Ben so che fosti figliuol d'Alaghieri
Sonetto terzo di Forese, ultimo della tenzone con D. (Rime LXXVIII).
Replicando alle veementi accuse dell'avversario, basta a Forese, " calmo, pronto, sarcastico [così il Barbi], ribattere un chiodo solo ": ‛ Quanto a te, nessun dubbio sulle tue origini: è il sangue di Alighiero che t'ha spinto a vendicare così presto (cioè, non ancora, dopo tanti anni) l'onta da lui subita l'altr'ieri (leggi: tanti anni fa!) nel cambio dell'aguglino (nel corso di un'imprecisata operazione finanziaria) '.
L'aguglino, o aquilino, è moneta con l'aquila imperiale, nominata spesso accanto al fiorino in documenti e poeti del tempo, per es. nell'Angiolieri: " Sed i' avess' un sacco di fiorini, / e non ve n'avess'altro che de' nuovi / ... con cinquecento some d'aquilini ... ". Ignota, è l'offesa subita da Alighiero a cagione o in occasione del cambio: perché invendicata, potrebbe anche far tutt'uno col laccio metaforico in cui geme l'ombra di lui, nel primo sonetto di Forese, a scapito dell'ipotesi, tanto più suggestiva, che sia Alighiero debitore insolvente di denari guadagnati a usura e supplichi aiuto dallo squattrinato Forese.
Dopo l'ammissione sarcastica dell'inizio il sonetto scopre le carte della vigliaccheria di D. che, non solo sfugge all'impegno d'onore della vendetta, ma si affretta, per smodata paura, a fare pace col nemico, peggio a vezzeggiarlo come fratello e amico, introducendo in Firenze la bella usanza di offrire il dosso e fraternizzare con chi ci picchia. " L'istituto della vendetta privata, nota il Sapegno (If XXIX 13 ss.), era ai tempi del poeta un diritto tutelato dalla legge e un dovere d'onore per tutti i parenti dell'offeso... " e cita Benvenuto: " Cum omnes naturaliter tendant ad vindictam, Fiorentini maxime ad hoc sunt ardentissimi et publice et privatim ". " Non si dimentichi però che il diritto della vendetta, antico e in quei tempi ancor lontano dall'estinguersi, s'era andato via via attenuando ed era già, negli statuti, circoscritto da molteplici riserve... È lecito supporre che anche in Dante la meditazione del messaggio cristiano e l'alto senso della giustizia e dalla pace... avessero determinato, quando scriveva ", nel poema, l'episodio di Geri del Bello, " un atteggiamento di distacco e di superiorità nei riguardi di certe superstiti usanze barbariche dei suoi contemporanei " e sia pure di pietà " che comprende e compatisce, ma non è mai indulgenza e tanto meno rinunzia ad un ideale etico superiore ". I sonetti della tenzone, se testimoniano, dal lato di Forese, perfetta acquiescenza al pregiudizio mondano della vendetta (meschina nell'insistenza e plebea nel linguaggio), non offrono, dalla parte di D., che silenzio. " Da nessuna delle sue parole ", qui come poi nell'incontro con Geri " traspare il rimpianto di una vendetta mancata ".

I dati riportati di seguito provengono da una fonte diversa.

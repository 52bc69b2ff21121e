//! Item instances: one mutable, persisted record per owned item.
//!
//! An [`Item`] tracks its own persistence state ([`ItemUpdateState`]) and, while
//! dirty, a position in its owner's save queue. Operations that need the owner,
//! static data, script hooks or the database take them explicitly; the item
//! never holds a reference to any of them.
//!
//! Destruction is expressed through ownership. State transitions that end an
//! item's life return [`Lifecycle::Discarded`], and the caller drops the value.

use std::collections::{HashMap, HashSet};
use std::sync::Arc;

use log::{debug, error, warn};
use rand::Rng;

use crate::logutil::escape_log;
use crate::realm::catalog::{Catalog, EnchantmentEntry, ItemTemplate, SpellInfo};
use crate::realm::errors::RealmError;
use crate::realm::hooks::ScriptHooks;
use crate::realm::item_set::{add_item_set_item, remove_item_set_item};
use crate::realm::player::PlayerContext;
use crate::realm::session::Notification;
use crate::realm::storage::{CharacterDb, ItemRow, RefundRow, Statement, Transaction};
use crate::realm::types::{
    armor_subclass, container_subclass, game_time, inventory_type, item_class, item_quality,
    quiver_subclass, weapon_subclass, BagFamily, Bonding, EnchantmentData, EnchantmentSlot,
    InventoryResult, ItemFieldFlags, ItemGuid, ItemPosition, ItemUpdateState, PlayerGuid,
    ENCHANTMENT_CAN_SOULBOUND, HOUR, MAX_ENCHANTMENT_SLOT, MAX_GEM_SOCKETS, MAX_ITEM_PROTO_SPELLS,
    SKILL_ENCHANTING,
};

/// Values per enchantment slot in the persisted enchantment string.
const ENCHANTMENT_FIELDS: usize = 3;

/// What the caller must do with an item after a state transition.
#[must_use]
#[derive(Debug, Clone, Copy, PartialEq, Eq)]
pub enum Lifecycle {
    Alive,
    /// The item no longer exists and must be dropped.
    Discarded,
}
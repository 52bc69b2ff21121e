//! Keeps persisted free text on one log line.
//!
//! Item text and the space-separated token columns of item rows come straight
//! from storage and may hold anything. Before they reach a log line they are
//! escaped and clipped.

use std::fmt::Write;

/// Characters kept before a preview is clipped.
pub const DEFAULT_PREVIEW: usize = 120;

/// Escape `s` for a single log line, clipped to [`DEFAULT_PREVIEW`] characters.
pub fn escape_log(s: &str) -> String {
    escape_log_with_limit(s, DEFAULT_PREVIEW)
}

/// Escape backslashes, line breaks, tabs and other control characters, then
/// clip to `limit` source characters with a trailing ellipsis.
pub fn escape_log_with_limit(s: &str, limit: usize) -> String {
    let mut out = String::with_capacity(s.len().min(limit) + 4);
    let mut chars = s.chars();
    for ch in chars.by_ref().take(limit) {
        match ch {
            '\\' => out.push_str("\\\\"),
            '\n' => out.push_str("\\n"),
            '\r' => out.push_str("\\r"),
            '\t' => out.push_str("\\t"),
            c if c.is_control() => {
                let _ = write!(out, "\\x{:02X}", c as u32);
            }
            c => out.push(c),
        }
    }
    if chars.next().is_some() {
        out.push('…');
    }
    out
}
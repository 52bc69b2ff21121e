use std::collections::BTreeMap;
use std::path::Path;

use log::debug;
use serde::{Deserialize, Serialize};
use sled::IVec;

use crate::realm::errors::RealmError;
use crate::realm::types::{ItemGuid, PlayerGuid, ITEM_SCHEMA_VERSION, REPUTATION_SCHEMA_VERSION};

const TREE_CHARACTERS: &str = "realm_characters";

/// Flat persisted item instance. Field order mirrors the row layout the
/// loader decodes positionally.
#[derive(Debug, Clone, Default, Serialize, Deserialize, PartialEq)]
pub struct ItemRow {
    pub creator: u32,
    pub gift_creator: u32,
    pub count: u32,
    pub duration: u32,
    /// Space separated spell charge counters, one per template spell slot.
    pub charges: String,
    pub flags: u32,
    /// Space separated `id duration charges` triples, one per enchantment slot.
    pub enchantments: String,
    pub random_property_id: i16,
    pub durability: u16,
    pub played_time: u32,
    pub text: String,
    pub guid: u32,
    pub entry: u32,
    pub owner: u32,
}

#[derive(Debug, Clone, Copy, Default, Serialize, Deserialize, PartialEq, Eq)]
pub struct ReputationRow {
    pub faction: u16,
    pub standing: i32,
    pub flags: u16,
}

#[derive(Debug, Clone, Copy, Default, Serialize, Deserialize, PartialEq, Eq)]
pub struct RefundRow {
    pub item: u32,
    pub recipient: u32,
    pub paid_money: u32,
    pub paid_extended_cost: u16,
}

/// One write against character storage.
#[derive(Debug, Clone, PartialEq)]
pub enum Statement {
    ReplaceItemInstance(ItemRow),
    UpdateItemInstance(ItemRow),
    /// Narrow corrective write issued while loading a self-healed item.
    UpdateItemInstanceOnLoad {
        item: ItemGuid,
        count: u32,
        duration: u32,
        flags: u32,
        durability: u32,
    },
    DeleteItemInstance {
        item: ItemGuid,
    },
    UpdateGiftOwner {
        owner: PlayerGuid,
        item: ItemGuid,
    },
    DeleteGift {
        item: ItemGuid,
    },
    InsertItemRefund(RefundRow),
    DeleteItemRefund {
        item: ItemGuid,
    },
    InsertItemBopTrade {
        item: ItemGuid,
        allowed: Vec<PlayerGuid>,
    },
    DeleteItemBopTrade {
        item: ItemGuid,
    },
    DeleteReputation {
        player: PlayerGuid,
        faction: u16,
    },
    InsertReputation {
        player: PlayerGuid,
        row: ReputationRow,
    },
}

/// Ordered batch of statements committed as one unit.
#[derive(Debug, Default, Clone, PartialEq)]
pub struct Transaction {
    statements: Vec<Statement>,
}

impl Transaction {
    pub fn new() -> Self {
        Self::default()
    }

    pub fn append(&mut self, statement: Statement) {
        self.statements.push(statement);
    }

    pub fn statements(&self) -> &[Statement] {
        &self.statements
    }

    pub fn len(&self) -> usize {
        self.statements.len()
    }

    pub fn is_empty(&self) -> bool {
        self.statements.is_empty()
    }

    pub fn into_statements(self) -> Vec<Statement> {
        self.statements
    }
}

/// Transactional writer for character data.
pub trait CharacterDb {
    fn commit(&self, transaction: Transaction) -> Result<(), RealmError>;

    /// Run a single statement in its own transaction.
    fn execute(&self, statement: Statement) -> Result<(), RealmError> {
        let mut transaction = Transaction::new();
        transaction.append(statement);
        self.commit(transaction)
    }
}

#[derive(Serialize, Deserialize)]
struct Envelope<T> {
    schema_version: u8,
    record: T,
}

/// Sled-backed persistence for item instances and reputation rows. All records
/// share one tree, so a committed [`Transaction`] lands as a single atomic batch.
pub struct SledCharacterStore {
    _db: sled::Db,
    characters: sled::Tree,
}

impl SledCharacterStore {
    /// Open (or create) the store rooted at `path`.
    pub fn open<P: AsRef<Path>>(path: P) -> Result<Self, RealmError> {
        let path_ref = path.as_ref();
        std::fs::create_dir_all(path_ref)?;
        let db = sled::open(path_ref)?;
        Self::from_db(db)
    }

    /// In-memory store that vanishes when dropped.
    pub fn temporary() -> Result<Self, RealmError> {
        let db = sled::Config::new().temporary(true).open()?;
        Self::from_db(db)
    }

    fn from_db(db: sled::Db) -> Result<Self, RealmError> {
        let characters = db.open_tree(TREE_CHARACTERS)?;
        Ok(Self {
            _db: db,
            characters,
        })
    }

    fn item_key(item: u32) -> Vec<u8> {
        format!("items:{:010}", item).into_bytes()
    }

    fn gift_key(item: u32) -> Vec<u8> {
        format!("gifts:{:010}", item).into_bytes()
    }

    fn refund_key(item: u32) -> Vec<u8> {
        format!("refunds:{:010}", item).into_bytes()
    }

    fn bop_trade_key(item: u32) -> Vec<u8> {
        format!("boptrade:{:010}", item).into_bytes()
    }

    fn reputation_prefix(player: PlayerGuid) -> Vec<u8> {
        format!("reputation:{:010}:", player.0).into_bytes()
    }

    fn reputation_key(player: PlayerGuid, faction: u16) -> Vec<u8> {
        format!("reputation:{:010}:{:05}", player.0, faction).into_bytes()
    }

    fn serialize<T: Serialize>(value: &T) -> Result<Vec<u8>, RealmError> {
        Ok(bincode::serialize(value)?)
    }

    fn deserialize<T: serde::de::DeserializeOwned>(bytes: &[u8]) -> Result<T, RealmError> {
        Ok(bincode::deserialize::<T>(bytes)?)
    }

    fn encode_item(row: &ItemRow) -> Result<Vec<u8>, RealmError> {
        Self::serialize(&Envelope {
            schema_version: ITEM_SCHEMA_VERSION,
            record: row,
        })
    }

    fn decode_item(bytes: &[u8]) -> Result<ItemRow, RealmError> {
        let envelope: Envelope<ItemRow> = Self::deserialize(bytes)?;
        if envelope.schema_version != ITEM_SCHEMA_VERSION {
            return Err(RealmError::SchemaMismatch {
                entity: "item",
                expected: ITEM_SCHEMA_VERSION,
                found: envelope.schema_version,
            });
        }
        Ok(envelope.record)
    }

    fn decode_reputation(bytes: &[u8]) -> Result<ReputationRow, RealmError> {
        let envelope: Envelope<ReputationRow> = Self::deserialize(bytes)?;
        if envelope.schema_version != REPUTATION_SCHEMA_VERSION {
            return Err(RealmError::SchemaMismatch {
                entity: "reputation",
                expected: REPUTATION_SCHEMA_VERSION,
                found: envelope.schema_version,
            });
        }
        Ok(envelope.record)
    }

    /// Fetch one item row by guid.
    pub fn item_row(&self, item: ItemGuid) -> Result<Option<ItemRow>, RealmError> {
        match self.characters.get(Self::item_key(item.0))? {
            Some(bytes) => Ok(Some(Self::decode_item(&bytes)?)),
            None => Ok(None),
        }
    }

    /// All item rows owned by a character, in guid order.
    pub fn load_item_rows(&self, owner: PlayerGuid) -> Result<Vec<ItemRow>, RealmError> {
        let mut rows = Vec::new();
        for entry in self.characters.scan_prefix(b"items:") {
            let (_, value) = entry?;
            let row = Self::decode_item(&value)?;
            if row.owner == owner.0 {
                rows.push(row);
            }
        }
        Ok(rows)
    }

    pub fn load_reputation_rows(&self, player: PlayerGuid) -> Result<Vec<ReputationRow>, RealmError> {
        self.characters
            .scan_prefix(Self::reputation_prefix(player))
            .map(|entry| {
                entry
                    .map_err(RealmError::from)
                    .and_then(|(_key, value)| Self::decode_reputation(&value))
            })
            .collect()
    }

    pub fn gift_owner(&self, item: ItemGuid) -> Result<Option<PlayerGuid>, RealmError> {
        match self.characters.get(Self::gift_key(item.0))? {
            Some(bytes) => Ok(Some(PlayerGuid(Self::deserialize(&bytes)?))),
            None => Ok(None),
        }
    }

    pub fn refund_row(&self, item: ItemGuid) -> Result<Option<RefundRow>, RealmError> {
        match self.characters.get(Self::refund_key(item.0))? {
            Some(bytes) => Ok(Some(Self::deserialize(&bytes)?)),
            None => Ok(None),
        }
    }

    pub fn bop_trade_allowed(&self, item: ItemGuid) -> Result<Option<Vec<PlayerGuid>>, RealmError> {
        match self.characters.get(Self::bop_trade_key(item.0))? {
            Some(bytes) => Ok(Some(Self::deserialize(&bytes)?)),
            None => Ok(None),
        }
    }

    /// Read through staged writes first so later statements in a transaction see earlier ones.
    fn staged_get(
        &self,
        staged: &BTreeMap<Vec<u8>, Option<Vec<u8>>>,
        key: &[u8],
    ) -> Result<Option<Vec<u8>>, RealmError> {
        if let Some(value) = staged.get(key) {
            return Ok(value.clone());
        }
        Ok(self.characters.get(key)?.map(|v: IVec| v.to_vec()))
    }

    fn stage(
        &self,
        staged: &mut BTreeMap<Vec<u8>, Option<Vec<u8>>>,
        statement: Statement,
    ) -> Result<(), RealmError> {
        match statement {
            Statement::ReplaceItemInstance(row) | Statement::UpdateItemInstance(row) => {
                staged.insert(Self::item_key(row.guid), Some(Self::encode_item(&row)?));
            }
            Statement::UpdateItemInstanceOnLoad {
                item,
                count,
                duration,
                flags,
                durability,
            } => {
                let key = Self::item_key(item.0);
                // Nothing to correct if the row is already gone.
                if let Some(bytes) = self.staged_get(staged, &key)? {
                    let mut row = Self::decode_item(&bytes)?;
                    row.count = count;
                    row.duration = duration;
                    row.flags = flags;
                    row.durability = durability.min(u16::MAX as u32) as u16;
                    staged.insert(key, Some(Self::encode_item(&row)?));
                }
            }
            Statement::DeleteItemInstance { item } => {
                staged.insert(Self::item_key(item.0), None);
            }
            Statement::UpdateGiftOwner { owner, item } => {
                staged.insert(Self::gift_key(item.0), Some(Self::serialize(&owner.0)?));
            }
            Statement::DeleteGift { item } => {
                staged.insert(Self::gift_key(item.0), None);
            }
            Statement::InsertItemRefund(row) => {
                staged.insert(Self::refund_key(row.item), Some(Self::serialize(&row)?));
            }
            Statement::DeleteItemRefund { item } => {
                staged.insert(Self::refund_key(item.0), None);
            }
            Statement::InsertItemBopTrade { item, allowed } => {
                staged.insert(Self::bop_trade_key(item.0), Some(Self::serialize(&allowed)?));
            }
            Statement::DeleteItemBopTrade { item } => {
                staged.insert(Self::bop_trade_key(item.0), None);
            }
            Statement::DeleteReputation { player, faction } => {
                staged.insert(Self::reputation_key(player, faction), None);
            }
            Statement::InsertReputation { player, row } => {
                let bytes = Self::serialize(&Envelope {
                    schema_version: REPUTATION_SCHEMA_VERSION,
                    record: row,
                })?;
                staged.insert(Self::reputation_key(player, row.faction), Some(bytes));
            }
        }
        Ok(())
    }
}

impl CharacterDb for SledCharacterStore {
    fn commit(&self, transaction: Transaction) -> Result<(), RealmError> {
        let count = transaction.len();
        let mut staged = BTreeMap::new();
        for statement in transaction.into_statements() {
            self.stage(&mut staged, statement)?;
        }

        let mut batch = sled::Batch::default();
        for (key, value) in staged {
            match value {
                Some(bytes) => batch.insert(key, bytes),
                None => batch.remove(key),
            }
        }
        self.characters.apply_batch(batch)?;
        self.characters.flush()?;
        debug!("Committed character transaction with {} statements", count);
        Ok(())
    }
}
use thiserror::Error;

/// Errors that can arise while interacting with the realm persistence layer
/// or while loading static data.
#[derive(Debug, Error)]
pub enum RealmError {
    /// Wrapper around sled's error type.
    #[error("sled error: {0}")]
    Sled(#[from] sled::Error),

    /// Wrapper around bincode serialization and deserialization errors.
    #[error("serialization error: {0}")]
    Bincode(#[from] bincode::Error),

    /// Wrapper around catalog snapshot parse errors.
    #[error("catalog parse error: {0}")]
    Json(#[from] serde_json::Error),

    /// Wrapper around IO errors (directory creation, etc.).
    #[error("io error: {0}")]
    Io(#[from] std::io::Error),

    /// Returned when deserializing a record with an unexpected schema version.
    #[error("schema mismatch for {entity}: expected {expected}, got {found}")]
    SchemaMismatch {
        entity: &'static str,
        expected: u8,
        found: u8,
    },
}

Quanto al v. 11, rileva finemente il Del Monte che, nella palinodia di Pg XXIII, Forese si rivolge in totale abbandono all'amico con quell'appellativo di ‛ fratello ' (O dolce frate, v. 97, Deh, frate, v. 112) che, nel sonetto, gli aveva rinfacciato di riservare, per viltà, a " qual ti carica ben di bastone ".
Nell'ultima terzina, " v'hanno posto su " è inteso dal Barbi: molti " hanno fatto assegnamento sulla viltà dimostrata da Dante per caricarlo, all'occasione, di bastonate, visto che quello è il mezzo migliore per spuntarla con lui "; e " metter la ragione " è spiegato dallo stesso Barbi come dal Casini e dal Contini: " fare i conti per saldare la partita " (rationem ponere), onde il senso delle parole di Forese può ben essere: " Ce ne siamo dette tante, che è meglio far i nostri conti e finirla! ". Poiché l'espressione si può tirare al semplice senso di " computare ", altri spiega: " ti potrei dire il nome delle persone del v. 12, ma non finiremmo più; ti dirò piuttosto il numero: porta qua del panico, ché possa fare il conto ! " (fave e lupini non servono a un calcolo di tale entità). Altri (Mattalia) segue come più comprensiva la chiosa del Torraca: " è una forma nuova o poco usata dell'ipotesi per impossibili. Alle solite stelle del cielo, alla solita arena del mare, Forese sostituisce i granelli del panico: sarebbe più facile contare i granelli minutissimi del panico che non i nomi delle persone che hanno dato una mano a caricarti - o han giurato di caricarti - di bastonate ". Delle tre, più piana e significativa sembra la spiegazione del Barbi, che denuncia un moto di stanchezza (quasi fioco anticipo di versi famosi più tardi indirizzati a D. dall'Angiolieri: " remproverare / poco pò l'uno l'altro di noi due: / sventura o poco senno cel fa fare ", Dante Alighieri, s'i' so' bon begolardo 9-11) e il desiderio di por termine al già lungo diverbio.
Segnalata per D. particolarmente al v. 11 del sonetto Bicci novel, figliuol di non so cui, la lettura di Cecco, come di altri rimatori della stessa area, affianca la tematica e le forme di questo e non solo di questo sonetto di Forese: cfr., di Cecco, gli ‛ aquilini ' già citati e la prima quartina del sonetto Quanto un granel de panico è minore; di Meo dei Tolomei, il tema della povertà-onta (Da te parto 10-11) e, su tutti, quello della vigliaccheria del fratello Mino Zeppa (Per Die, Min Zeppa): cui " fu dato d'un matton biscotto / nel capo, ch'e' ne seria mort'un bue " (vv. 3-4) e ciò nondimeno " non ch'una pace n'hai fatta, ma otto / ... vitoperato più ch'anch'uom non fue " (vv. 6-8).
Al v. 3 " bella e netta " (riferito a " vendetta ") punge l'orecchio per affinità col v. 12 del son. CXLI del Fiore, che, delle gioiellette, canta: Reguarda com'elle son belle e nette.
La struttura, se non la pregnanza, metrica è la stessa del sonetto conclusivo di D.: Abba, Abba, Cdc, Dcd. È stato notato che il v. 10 (" che qual ti carica ben di bastone "), endecasillabo con accento sulla quarta e sdrucciolo ‛ intatto ' dopo di essa, non ha riscontri nella metrica di Dante. Per la tradizione manoscritta del sonetto, v. TENZONE CON FORESE.